### Task goal
Every line in the listing below from the one with "Arc::ptr_eq(current, session) &&" through the one with "a background task." is to be reproduced exactly, both ends included; leave out the rest.
◇ ◇ ◇ ◇ ◇ ◇ ◇
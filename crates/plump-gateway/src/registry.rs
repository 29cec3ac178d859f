//! The session registry: single source of truth for `ClientId -> Session`.
//!
//! Backed by a [`DashMap`] so requests for different identities never
//! contend on one lock. Each session's own state is guarded inside
//! [`Session`], so concurrent join, command and event-stream requests
//! for the same identity are safe too.

use std::sync::Arc;
use std::time::Duration;

use dashmap::DashMap;
use tokio::task::JoinHandle;
use tracing::{debug, info};

use crate::config::SessionSettings;
use crate::identity::ClientId;
use crate::session::Session;

/// Errors returned by the registry.
#[derive(Debug, Clone, PartialEq, Eq, thiserror::Error)]
pub enum RegistryError {
    /// The configured session limit is reached.
    #[error("session limit of {0} reached")]
    Full(usize),
}

/// Owns every live [`Session`].
#[derive(Debug)]
pub struct SessionRegistry {
    sessions: DashMap<ClientId, Arc<Session>>,
    event_capacity: usize,
    max_sessions: Option<usize>,
}

impl SessionRegistry {
    /// Create an empty registry.
    pub fn new(settings: &SessionSettings) -> Self {
        Self {
            sessions: DashMap::new(),
            event_capacity: settings.event_capacity,
            max_sessions: settings.max_sessions,
        }
    }

    /// Return the session for `id`, creating an empty one if needed.
    ///
    /// Idempotent: concurrent calls for the same id get the same session.
    pub fn get_or_create(&self, id: ClientId) -> Result<Arc<Session>, RegistryError> {
        if let Some(existing) = self.sessions.get(&id) {
            existing.touch();
            return Ok(Arc::clone(existing.value()));
        }

        if let Some(max) = self.max_sessions {
            if self.sessions.len() >= max {
                return Err(RegistryError::Full(max));
            }
        }

        let entry = self.sessions.entry(id).or_insert_with(|| {
            debug!(client_id = %id, "Session created");
            Session::new(id, self.event_capacity)
        });
        Ok(Arc::clone(entry.value()))
    }

    /// Look up a session without creating one.
    pub fn get(&self, id: ClientId) -> Option<Arc<Session>> {
        self.sessions.get(&id).map(|s| Arc::clone(s.value()))
    }

    /// Delete the session for `id` and close its upstream connection.
    ///
    /// Messages still in flight for it are dropped as orphans.
    pub fn remove(&self, id: ClientId) -> Option<Arc<Session>> {
        let (_, session) = self.sessions.remove(&id)?;
        session.close();
        debug!(client_id = %id, "Session removed");
        Some(session)
    }

    /// Delete `session` only if it is still the registered one for its id.
    ///
    /// A stale handle must not remove a newer session created under the
    /// same identity.
    pub fn remove_session(&self, session: &Arc<Session>) -> bool {
        let removed = self
            .sessions
            .remove_if(&session.id(), |_, current| Arc::ptr_eq(current, session))
            .is_some();
        if removed {
            session.close();
            debug!(client_id = %session.id(), "Session removed");
        }
        removed
    }

    /// Whether `session` is the one registered for its id.
    pub fn is_current(&self, session: &Arc<Session>) -> bool {
        self.sessions
            .get(&session.id())
            .is_some_and(|current| Arc::ptr_eq(current.value(), session))
    }

    /// Like [`SessionRegistry::remove_session`], but keeps a session that
    /// gained an event stream since it was found idle.
    fn remove_unsubscribed(&self, session: &Arc<Session>) -> bool {
        let removed = self
            .sessions
            .remove_if(&session.id(), |_, current| {
                Arc::ptr_eq(current, session) && !current.has_subscriber()
            })
            .is_some();
        if removed {
            session.close();
            debug!(client_id = %session.id(), "Idle session removed");
        }
        removed
    }

    /// Number of live sessions.
    pub fn len(&self) -> usize {
        self.sessions.len()
    }

    /// Whether no sessions are live.
    pub fn is_empty(&self) -> bool {
        self.sessions.is_empty()
    }

    /// Remove sessions with no event stream that have been idle for at
    /// least `ttl`. Returns how many were removed.
    pub fn reap_idle(&self, ttl: Duration) -> usize {
        let stale: Vec<Arc<Session>> = self
            .sessions
            .iter()
            .filter(|entry| !entry.has_subscriber() && entry.idle_for() >= ttl)
            .map(|entry| Arc::clone(entry.value()))
            .collect();

        stale
            .iter()
            .filter(|session| self.remove_unsubscribed(session))
            .count()
    }

    /// Remove every session and close its connection. Returns how many
    /// were removed.
    pub fn close_all(&self) -> usize {
        let ids: Vec<ClientId> = self.sessions.iter().map(|entry| *entry.key()).collect();
        ids.into_iter().filter(|id| self.remove(*id).is_some()).count()
    }

    /// Run [`SessionRegistry::reap_idle`] periodically on a background task.
    pub fn spawn_reaper(self: &Arc<Self>, ttl: Duration) -> JoinHandle<()> {
        let registry = Arc::clone(self);
        let period = (ttl / 4).max(Duration::from_secs(1));
        tokio::spawn(async move {
            let mut interval = tokio::time::interval(period);
            loop {
                interval.tick().await;
                let reaped = registry.reap_idle(ttl);
                if reaped > 0 {
                    info!(reaped, remaining = registry.len(), "Reaped idle sessions");
                }
            }
        })
    }
}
◇ ◇ ◇ ◇ ◇ ◇ ◇
### Task answer
                Arc::ptr_eq(current, session) && !current.has_subscriber()
            })
            .is_some();
        if removed {
            session.close();
            debug!(client_id = %session.id(), "Idle session removed");
        }
        removed
    }

    /// Number of live sessions.
    pub fn len(&self) -> usize {
        self.sessions.len()
    }

    /// Whether no sessions are live.
    pub fn is_empty(&self) -> bool {
        self.sessions.is_empty()
    }

    /// Remove sessions with no event stream that have been idle for at
    /// least `ttl`. Returns how many were removed.
    pub fn reap_idle(&self, ttl: Duration) -> usize {
        let stale: Vec<Arc<Session>> = self
            .sessions
            .iter()
            .filter(|entry| !entry.has_subscriber() && entry.idle_for() >= ttl)
            .map(|entry| Arc::clone(entry.value()))
            .collect();

        stale
            .iter()
            .filter(|session| self.remove_unsubscribed(session))
            .count()
    }

    /// Remove every session and close its connection. Returns how many
    /// were removed.
    pub fn close_all(&self) -> usize {
        let ids: Vec<ClientId> = self.sessions.iter().map(|entry| *entry.key()).collect();
        ids.into_iter().filter(|id| self.remove(*id).is_some()).count()
    }

    /// Run [`SessionRegistry::reap_idle`] periodically on a background task.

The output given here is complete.